En resumen, digamos que la escuela no es capaz –ni tampoco se lo propone- de enseñarnos el único oficio que deberíamos adquirir: el oficio de hombre.

La escuela nos educa: he aquí el término más ambiguo que concebirse pueda, y su ambigüedad nace del antagonismo entre su significado real y el sentido que le solemos dar. “Educar” significa: criar, dirigir, habituar, amaestrar, entrenar, domar, sujetar las riendas, vigilar, adoctrinar. Significa asimismo, por otra parte, “instruir” y “enseñar”. Ahora bien, aparece obvio que “amaestrar” e “instruir” a una persona son dos cosas muy distintas en términos generales. Efectivamente, al escuela nos “sujeta”, nos “doma”, pero hacer de nosotros seres totalmente conscientes no forma parte de sus planes.

La escuela nos enseña a integrarnos en el mecanismo social, y a ganar lo necesario para comer, beber, alojarnos, vestirnos… Partiendo de esta base, resulta lógico el hecho de que las actividades “culturales”, en definitiva, no sean sino unos simples trámites, digamos, “agrícolas”, destinados a cultivar, trasplantar y perpetuar las ideas útiles para la sociedad existente, con sus estructuras y sus reglas.

Dentro de este contexto, los medios de comunicación han devenido los instrumentos todopoderosos de nuestra alienación, susceptibles de “confinarnos irrevocablemente en la infancia”, como decía Tocqueville. A través de las modas que estos medios crean y difunden, se provoca la proliferación de pasiones absurdas y de ejercicios dialécticos completamente vanos, que distraen la mente de las personas y les hacen creer que son inteligentes, cuando en realidad les alienan más y más. Este extrañamiento creciente nos hace alejar de nuestra misión natural –la de devenir más humanos- y, como es fácil comprobar, induce a confusiones y extravíos. De tal manera que los “poderes tutelares” (por utilizar la aguda expresión de Tocqueville) caminan irresistiblemente a la omnipotencia.

Si queremos ser hombres auténticos, demos a la escuela lo que es de la escuela, a saber, la misión de prepararnos a cumplir ciertas funciones, aquellas que nos permitirán incorporarnos de manera activa y eficaz a las estructuras productivas, administrativas, etcétera, de la sociedad.
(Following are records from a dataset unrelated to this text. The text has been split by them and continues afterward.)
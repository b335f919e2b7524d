//! Watch command - Push local changes to the remote as they settle
//!
//! Provides the `ibridge watch` CLI command which:
//! 1. Connects to the project's SSH profile
//! 2. Runs an initial upload pass (unless `--no-initial-sync`)
//! 3. Watches the local tree and uploads or deletes changed files
//! 4. Stops on Ctrl+C or SIGTERM

use std::sync::Arc;
use std::time::Duration;

use anyhow::{Context, Result};
use clap::Args;
use tokio_util::sync::CancellationToken;
use tracing::info;

use ibridge_sync::{ChangeHandler, ChangeWatcher};

use crate::commands::sync::build_engine;
use crate::context::CliContext;
use crate::output::{get_formatter, plural, print_summary, OutputFormat};

/// Watch command with clap options
#[derive(Debug, Args)]
pub struct WatchCommand {
    /// Skip the upload pass that normally runs before watching
    #[arg(long)]
    pub no_initial_sync: bool,

    /// Override the debounce window in milliseconds
    #[arg(long)]
    pub debounce_ms: Option<u64>,
}

impl WatchCommand {
    pub async fn execute(&self, ctx: &CliContext, format: OutputFormat) -> Result<()> {
        let formatter = get_formatter(format.is_json());

        let config = ctx.load_config()?;
        let resolved = ctx.resolve(&config)?;
        let debounce = Duration::from_millis(self.debounce_ms.unwrap_or(config.sync.debounce_ms));

        let remote = ctx.connect(&resolved.profile).await?;
        let engine = Arc::new(build_engine(ctx, &config, &resolved, remote.clone(), format));

        if !self.no_initial_sync {
            match engine.upload_all().await {
                Ok(summary) => {
                    print_summary(formatter.as_ref(), format, &summary);
                    if summary.errors > 0 {
                        formatter.warn(&format!(
                            "{} file{} failed during the initial upload",
                            summary.errors,
                            plural(summary.errors)
                        ));
                    }
                }
                Err(e) => {
                    remote.close().await;
                    return Err(e.context("Initial upload failed"));
                }
            }
        }

        let watcher = match ChangeWatcher::new(engine.target(), engine.ignore_matcher(), debounce)
            .context("Failed to start watching")
        {
            Ok(watcher) => watcher,
            Err(e) => {
                remote.close().await;
                return Err(e);
            }
        };

        if !ctx.quiet {
            formatter.success(&format!(
                "Watching {} ({} director{}), press Ctrl+C to stop",
                resolved.target.local_root.display(),
                watcher.watched_dirs(),
                if watcher.watched_dirs() == 1 { "y" } else { "ies" }
            ));
        }

        let shutdown = CancellationToken::new();
        let signal_task = tokio::spawn(shutdown_signal(shutdown.clone()));

        let handler: Arc<dyn ChangeHandler> = engine;
        let session = watcher.run(handler, shutdown).await;
        signal_task.abort();

        remote.close().await;
        info!(project = %resolved.project.name, "Watch stopped");
        if format.is_json() {
            print_summary(formatter.as_ref(), format, &session);
        } else if !ctx.quiet {
            formatter.success(&format!(
                "Stopped watching: {} uploaded, {} deleted, {} failed",
                session.transferred, session.deleted, session.errors
            ));
        }
        Ok(())
    }
}

/// Cancel `token` on Ctrl+C or SIGTERM
async fn shutdown_signal(token: CancellationToken) {
    let ctrl_c = async {
        if let Err(e) = tokio::signal::ctrl_c().await {
            tracing::error!(error = %e, "Failed to install Ctrl+C handler");
            std::future::pending::<()>().await;
        }
    };

    #[cfg(unix)]
    let terminate = async {
        match tokio::signal::unix::signal(tokio::signal::unix::SignalKind::terminate()) {
            Ok(mut signal) => {
                signal.recv().await;
            }
            Err(e) => {
                tracing::error!(error = %e, "Failed to install SIGTERM handler");
                std::future::pending::<()>().await;
            }
        }
    };

    #[cfg(not(unix))]
    let terminate = std::future::pending::<()>();

    tokio::select! {
        _ = ctrl_c => {
            info!("Received SIGINT (Ctrl+C)");
        }
        _ = terminate => {
            info!("Received SIGTERM");
        }
    }

    token.cancel();
}
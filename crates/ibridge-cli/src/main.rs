//! island-bridge CLI - Keep a local directory and a remote SSH directory in sync
//!
//! Provides commands for:
//! - One-off upload, download or bidirectional passes
//! - Watching the local tree and pushing changes as they settle
//! - Checking configuration and connectivity
//! - Creating and inspecting configuration files

use std::path::PathBuf;

use anyhow::Result;
use clap::{Parser, Subcommand};
use tracing_subscriber::EnvFilter;

mod commands;
mod context;
mod output;
mod progress;

use commands::{
    completions::CompletionsCommand, config::ConfigCommand, git::GitCommand, init::InitCommand,
    status::StatusCommand, sync::SyncCommand, watch::WatchCommand,
};
use context::CliContext;
use ibridge_core::config::LoggingConfig;
use output::OutputFormat;

#[derive(Debug, Parser)]
#[command(
    name = "ibridge",
    version,
    about = "Sync a local directory with a remote host over SSH"
)]
pub struct Cli {
    /// Output in JSON format
    #[arg(long, global = true)]
    json: bool,

    /// Verbose output (can be repeated: -v, -vv)
    #[arg(short, long, action = clap::ArgAction::Count, global = true)]
    verbose: u8,

    /// Use alternate global config file
    #[arg(long, global = true)]
    config: Option<PathBuf>,

    /// Project to operate on (defaults to the first configured one)
    #[arg(short, long, global = true)]
    project: Option<String>,

    /// Minimal output
    #[arg(short, long, global = true)]
    quiet: bool,

    /// Skip SSH host key verification
    #[arg(long, global = true)]
    insecure: bool,

    #[command(subcommand)]
    command: Commands,
}

#[derive(Debug, Subcommand)]
pub enum Commands {
    /// Run one sync pass
    Sync(SyncCommand),
    /// Watch the local directory and upload changes
    Watch(WatchCommand),
    /// Show configuration and connection status
    Status(StatusCommand),
    /// View and check configuration
    #[command(subcommand)]
    Config(ConfigCommand),
    /// Create a project configuration file in the current directory
    Init(InitCommand),
    /// Run git in the project's remote directory
    #[command(subcommand)]
    Git(GitCommand),
    /// Generate shell completions
    Completions(CompletionsCommand),
}

fn init_tracing(verbose: u8, quiet: bool, logging: &LoggingConfig) {
    let level = match (verbose, quiet) {
        (0, true) => "warn",
        (0, false) => logging.level.as_str(),
        (1, _) => "debug",
        _ => "trace",
    };
    let env_filter = EnvFilter::try_from_default_env().unwrap_or_else(|_| EnvFilter::new(level));

    let builder = tracing_subscriber::fmt()
        .with_env_filter(env_filter)
        .with_writer(std::io::stderr)
        .with_target(false);

    if logging.format == "json" {
        builder.json().init();
    } else {
        builder.init();
    }
}

#[tokio::main]
async fn main() -> Result<()> {
    let cli = Cli::parse();
    let ctx = CliContext::from_cli(&cli)?;

    // a broken config is reported by the command itself
    let logging = ctx
        .load_config()
        .map(|config| config.logging)
        .unwrap_or_default();
    init_tracing(cli.verbose, cli.quiet, &logging);

    let format = if cli.json {
        OutputFormat::Json
    } else {
        OutputFormat::Human
    };

    match cli.command {
        Commands::Sync(cmd) => cmd.execute(&ctx, format).await,
        Commands::Watch(cmd) => cmd.execute(&ctx, format).await,
        Commands::Status(cmd) => cmd.execute(&ctx, format).await,
        Commands::Config(cmd) => cmd.execute(&ctx, format).await,
        Commands::Init(cmd) => cmd.execute(&ctx, format).await,
        Commands::Git(cmd) => cmd.execute(&ctx, format).await,
        Commands::Completions(cmd) => cmd.execute(format).await,
    }
}
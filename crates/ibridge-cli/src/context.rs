//! Per-invocation state shared by all commands
//!
//! Global flags are read once into a [`CliContext`] and handed down
//! explicitly; nothing below the command layer reads process-wide state.

use std::path::{Path, PathBuf};
use std::sync::Arc;

use anyhow::{Context, Result};
use tracing::debug;

use ibridge_core::config::{Config, Profile, Project};
use ibridge_core::domain::SyncTarget;
use ibridge_ssh::{SshOptions, SshRemoteStorage};

use crate::Cli;

/// Everything a command needs to locate its configuration and remote
#[derive(Debug, Clone)]
pub struct CliContext {
    /// Global configuration file
    pub config_path: PathBuf,
    /// Project file in the working directory
    pub project_file: PathBuf,
    /// Project selected with `--project`
    pub project: Option<String>,
    pub insecure: bool,
    pub quiet: bool,
    pub cwd: PathBuf,
}

/// A project resolved against the configuration
#[derive(Debug, Clone)]
pub struct ResolvedProject {
    pub project: Project,
    pub profile: Profile,
    pub target: SyncTarget,
}

impl CliContext {
    pub fn from_cli(cli: &Cli) -> Result<Self> {
        let cwd = std::env::current_dir().context("Failed to determine working directory")?;
        Ok(Self::new(cli.config.clone(), cli.project.clone(), cli.insecure, cli.quiet, cwd))
    }

    pub fn new(
        config_path: Option<PathBuf>,
        project: Option<String>,
        insecure: bool,
        quiet: bool,
        cwd: PathBuf,
    ) -> Self {
        Self {
            config_path: config_path.unwrap_or_else(Config::default_path),
            project_file: Config::project_path(&cwd),
            project,
            insecure,
            quiet,
            cwd,
        }
    }

    /// Global file overlaid with the project file
    pub fn load_config(&self) -> Result<Config> {
        Config::load_layered(&self.config_path, &self.project_file)
    }

    /// Pick the project named by `--project` (or the first) with its profile
    ///
    /// # Errors
    /// Fails when the configuration does not validate, so a pass never
    /// starts from settings `config validate` would reject.
    pub fn resolve(&self, config: &Config) -> Result<ResolvedProject> {
        let errors = config.validate();
        if !errors.is_empty() {
            let details: Vec<String> = errors.iter().map(|e| e.to_string()).collect();
            anyhow::bail!(
                "Invalid configuration ({}), run 'ibridge config validate'",
                details.join("; ")
            );
        }

        let project = config.get_project(self.project.as_deref())?.clone();
        let profile = config
            .get_profile(&project.profile)
            .with_context(|| format!("Project {} refers to a missing profile", project.name))?
            .clone();
        let target = SyncTarget::from_project(&project, &self.cwd);

        debug!(
            project = %project.name,
            profile = %profile.name,
            local = %target.local_root.display(),
            remote = %target.remote_root,
            "Resolved project"
        );

        Ok(ResolvedProject {
            project,
            profile,
            target,
        })
    }

    /// SSH adapter for `profile`, honouring `--insecure`
    pub fn remote_for(&self, profile: &Profile) -> Result<Arc<SshRemoteStorage>> {
        let options = SshOptions::from_profile(profile, self.insecure)
            .with_context(|| format!("Invalid profile {}", profile.name))?;
        Ok(Arc::new(SshRemoteStorage::new(options)))
    }

    /// Connect and verify the connection before any pass starts
    pub async fn connect(&self, profile: &Profile) -> Result<Arc<SshRemoteStorage>> {
        let remote = self.remote_for(profile)?;
        remote
            .check_connection()
            .await
            .with_context(|| format!("Failed to connect to {}@{}", profile.user, profile.host))?;
        Ok(remote)
    }

    pub fn config_exists(&self) -> bool {
        self.config_path.exists()
    }

    pub fn project_file_exists(&self) -> bool {
        self.project_file.exists()
    }

    pub fn project_dir(&self) -> &Path {
        &self.cwd
    }
}
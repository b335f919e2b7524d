//! Path mapping between the local tree and the remote tree
//!
//! Local paths are handled as [`Path`]s and normalised lexically (the file
//! may not exist yet, so nothing here touches the filesystem). Remote paths
//! are plain `/`-separated strings in the convention of the remote host.
//!
//! Relative paths produced here always use `/` as separator, so the same
//! string can be fed to the ignore matcher and joined onto a remote root.

use std::path::{Component, Path, PathBuf};

use super::errors::DomainError;

/// Lexically normalise a local path, resolving `.` and `..` components.
///
/// A `..` that would climb above the root of an absolute path is dropped;
/// on a relative path it is kept.
pub fn clean_path(path: &Path) -> PathBuf {
    let mut normalized = PathBuf::new();

    for component in path.components() {
        match component {
            Component::Prefix(p) => normalized.push(p.as_os_str()),
            Component::RootDir => normalized.push(Component::RootDir.as_os_str()),
            Component::CurDir => {}
            Component::ParentDir => {
                let can_pop = matches!(
                    normalized.components().next_back(),
                    Some(Component::Normal(_))
                );
                if can_pop {
                    normalized.pop();
                } else if !normalized.has_root() {
                    normalized.push("..");
                }
            }
            Component::Normal(c) => normalized.push(c),
        }
    }

    if normalized.as_os_str().is_empty() {
        PathBuf::from(".")
    } else {
        normalized
    }
}

/// Resolve a project's configured local path against the working directory.
///
/// `""`, `"."` and `"./"` resolve to `cwd` itself; other relative paths are
/// joined onto `cwd`. The result is always cleaned.
pub fn resolve_local_base(local_path: &str, cwd: &Path) -> PathBuf {
    match local_path {
        "" | "." | "./" => clean_path(cwd),
        other => {
            let path = Path::new(other);
            if path.is_absolute() {
                clean_path(path)
            } else {
                clean_path(&cwd.join(path))
            }
        }
    }
}

/// Compute `path` relative to `root`, using `/` separators.
///
/// Returns an empty string when `path` is the root itself.
///
/// # Errors
/// Returns [`DomainError::PathNotInSyncRoot`] when `path` lies outside `root`.
pub fn relative_path(root: &Path, path: &Path) -> Result<String, DomainError> {
    let root = clean_path(root);
    let path = clean_path(path);

    let rel = path.strip_prefix(&root).map_err(|_| {
        DomainError::PathNotInSyncRoot(format!(
            "{} is not within {}",
            path.display(),
            root.display()
        ))
    })?;

    let segments: Vec<String> = rel
        .components()
        .filter_map(|c| match c {
            Component::Normal(s) => Some(s.to_string_lossy().into_owned()),
            _ => None,
        })
        .collect();

    Ok(segments.join("/"))
}

/// Join a relative path onto a remote root, normalising separators to `/`.
pub fn to_remote_path(remote_root: &str, rel: &str) -> String {
    let joined = format!("{}/{}", remote_root, rel).replace('\\', "/");
    clean_remote(&joined)
}

/// Inverse of [`to_remote_path`]: the part of `full` below `remote_root`.
///
/// Tolerates a trailing slash on the root. Returns an empty string when
/// `full` is the root itself.
///
/// # Errors
/// Returns [`DomainError::PathNotInSyncRoot`] when `full` lies outside the root.
pub fn relative_remote_path(remote_root: &str, full: &str) -> Result<String, DomainError> {
    let root = clean_remote(remote_root);
    let full = clean_remote(full);

    if full == root {
        return Ok(String::new());
    }

    let prefix = if root.ends_with('/') {
        root.clone()
    } else {
        format!("{root}/")
    };

    full.strip_prefix(&prefix)
        .map(str::to_string)
        .ok_or_else(|| DomainError::PathNotInSyncRoot(format!("{full} is not within {root}")))
}

/// Parent directory of a remote path, if any.
pub fn remote_parent(remote_path: &str) -> Option<String> {
    let cleaned = clean_remote(remote_path);
    if cleaned == "/" || cleaned == "." {
        return None;
    }

    match cleaned.rfind('/') {
        Some(0) => Some("/".to_string()),
        Some(idx) => Some(cleaned[..idx].to_string()),
        None => None,
    }
}

/// Lexical cleanup of a `/`-separated remote path.
fn clean_remote(path: &str) -> String {
    let absolute = path.starts_with('/');
    let mut segments: Vec<&str> = Vec::new();

    for segment in path.split('/') {
        match segment {
            "" | "." => {}
            ".." => {
                if matches!(segments.last(), Some(last) if *last != "..") {
                    segments.pop();
                } else if !absolute {
                    segments.push("..");
                }
            }
            s => segments.push(s),
        }
    }

    let body = segments.join("/");
    match (absolute, body.is_empty()) {
        (true, _) => format!("/{body}"),
        (false, true) => ".".to_string(),
        (false, false) => body,
    }
}
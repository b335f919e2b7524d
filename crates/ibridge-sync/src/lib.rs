//! island-bridge Sync - Synchronization engine
//!
//! Provides:
//! - Full-tree upload, download and bidirectional passes
//! - Bounded-concurrency transfers with per-file retry
//! - In-memory change detection for the upload direction
//! - A debounced filesystem watcher driving single-file syncs
//!
//! ## Modules
//!
//! - [`ignore`] - Glob/substring ignore rules
//! - [`cache`] - Change detection cache keyed by absolute path
//! - [`retry`] - Bounded exponential backoff
//! - [`pool`] - Semaphore-bounded transfer worker pool and pass counters
//! - [`engine`] - Directional passes and single-file operations
//! - [`watcher`] - Filesystem notifications, debouncing and dispatch

pub mod cache;
pub mod engine;
pub mod ignore;
pub mod pool;
pub mod retry;
pub mod watcher;

use std::path::PathBuf;

use thiserror::Error;

pub use cache::ChangeCache;
pub use engine::{FileOutcome, SyncEngine};
pub use ignore::IgnoreMatcher;
pub use pool::{SyncStats, TransferPool, TransferTask};
pub use retry::RetryPolicy;
pub use watcher::{ChangeHandler, ChangeWatcher};

/// Errors that can occur during synchronization operations
#[derive(Debug, Error)]
pub enum SyncError {
    /// An I/O error occurred during file operations
    #[error("IO error: {0}")]
    IoError(#[from] std::io::Error),

    /// The root of a tree walk could not be enumerated
    #[error("Failed to enumerate {path}: {source}")]
    RootUnreadable {
        path: PathBuf,
        source: std::io::Error,
    },

    /// The notification backend rejected a request
    #[error("Watch error: {0}")]
    WatchError(#[from] notify::Error),

    /// A domain-level error propagated from ibridge-core
    #[error("Domain error: {0}")]
    DomainError(#[from] ibridge_core::domain::DomainError),
}
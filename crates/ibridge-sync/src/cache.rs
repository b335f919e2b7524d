//! Change detection cache
//!
//! Remembers the last observed modification time and size of every local
//! file the upload direction has looked at, so unchanged files can be
//! skipped. State is in-memory only and starts empty on every process.
//!
//! Records older than the retention window (24 hours by default) count as
//! absent, which forces a periodic re-transfer even of untouched files.

use std::collections::HashMap;
use std::path::{Path, PathBuf};
use std::sync::atomic::{AtomicU64, Ordering};
use std::sync::{PoisonError, RwLock};
use std::time::{Duration, Instant, SystemTime};

use tracing::{debug, trace};

use crate::SyncError;

/// Default retention window for cache records
pub const DEFAULT_MAX_AGE: Duration = Duration::from_secs(24 * 60 * 60);

/// Last observed state of one local file
#[derive(Debug, Clone, PartialEq, Eq)]
pub struct FileRecord {
    pub path: PathBuf,
    pub modified: Option<SystemTime>,
    pub size: u64,
    pub cached_at: Instant,
}

/// Diagnostic counters
#[derive(Debug, Clone, Copy, PartialEq, Eq)]
pub struct CacheStats {
    /// Number of records currently held
    pub entries: usize,
    /// Total `has_changed` calls since creation
    pub checks: u64,
}

/// Thread-safe change cache keyed by absolute path
///
/// Readers share the map; a writer takes it exclusively only when a record
/// is created or refreshed.
#[derive(Debug)]
pub struct ChangeCache {
    records: RwLock<HashMap<PathBuf, FileRecord>>,
    max_age: Duration,
    checks: AtomicU64,
}

impl Default for ChangeCache {
    fn default() -> Self {
        Self::new()
    }
}

impl ChangeCache {
    pub fn new() -> Self {
        Self::with_max_age(DEFAULT_MAX_AGE)
    }

    pub fn with_max_age(max_age: Duration) -> Self {
        Self {
            records: RwLock::new(HashMap::new()),
            max_age,
            checks: AtomicU64::new(0),
        }
    }

    /// Whether `path` needs transferring since it was last observed.
    ///
    /// A path that cannot be stat'ed reports `true` without error. First
    /// sight, an expired record, or a different mtime or size all report
    /// `true` and refresh the record. Only an unchanged, fresh record
    /// reports `false`, and leaves the map untouched.
    ///
    /// # Errors
    /// Fails only when a relative `path` cannot be made absolute.
    pub async fn has_changed(&self, path: &Path) -> Result<bool, SyncError> {
        self.checks.fetch_add(1, Ordering::Relaxed);

        let metadata = match tokio::fs::metadata(path).await {
            Ok(m) => m,
            Err(e) => {
                debug!(path = %path.display(), error = %e, "Stat failed, treating as changed");
                return Ok(true);
            }
        };

        let key = absolute(path)?;
        let modified = metadata.modified().ok();
        let size = metadata.len();

        {
            let records = self.records.read().unwrap_or_else(PoisonError::into_inner);
            if let Some(record) = records.get(&key) {
                let fresh = record.cached_at.elapsed() <= self.max_age;
                if fresh && record.modified == modified && record.size == size {
                    trace!(path = %key.display(), "Unchanged");
                    return Ok(false);
                }
            }
        }

        let mut records = self.records.write().unwrap_or_else(PoisonError::into_inner);
        records.insert(
            key.clone(),
            FileRecord {
                path: key,
                modified,
                size,
                cached_at: Instant::now(),
            },
        );
        Ok(true)
    }

    /// Drop the record for `path`, so the next check reports it as changed.
    pub fn forget(&self, path: &Path) {
        if let Ok(key) = absolute(path) {
            self.records
                .write()
                .unwrap_or_else(PoisonError::into_inner)
                .remove(&key);
        }
    }

    /// Current record for `path`, if any
    pub fn get(&self, path: &Path) -> Option<FileRecord> {
        let key = absolute(path).ok()?;
        self.records
            .read()
            .unwrap_or_else(PoisonError::into_inner)
            .get(&key)
            .cloned()
    }

    /// Remove every record. The check counter is kept.
    pub fn clear(&self) {
        self.records
            .write()
            .unwrap_or_else(PoisonError::into_inner)
            .clear();
    }

    pub fn stats(&self) -> CacheStats {
        CacheStats {
            entries: self
                .records
                .read()
                .unwrap_or_else(PoisonError::into_inner)
                .len(),
            checks: self.checks.load(Ordering::Relaxed),
        }
    }
}

fn absolute(path: &Path) -> Result<PathBuf, SyncError> {
    if path.is_absolute() {
        Ok(path.to_path_buf())
    } else {
        Ok(std::env::current_dir()?.join(path))
    }
}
Pero desarrollemos también otra forma de “información exhaustiva”, como complemento de la escuela, que nos facilite el aprovechamiento de toda la energía intelectual en potencia de nuestra especie.

Sólo una parte del tiempo que ocupan ahora los medios de comunicación sería suficiente a tal efecto, para hacernos madurar y para enseñarnos –según propugnaba Richard Price- cómo pensar y no lo que hay que pensar.

La historia y la vida están llenas de lecciones desperdiciadas y olvidadas. Bastaría con observarlas atentamente para aprender a juzgar y a practicar este oficio de hombre que, hasta el momento, hemos desdeñado.

Nota del Director:

Este artículo fue tomado del libro “Un espíritu libre no debe aprender como esclavo”. Escritos sobre cine y educación, de la autoría de Roberto Rossellini y traducido y editado por José Luis Guarner, en 1979.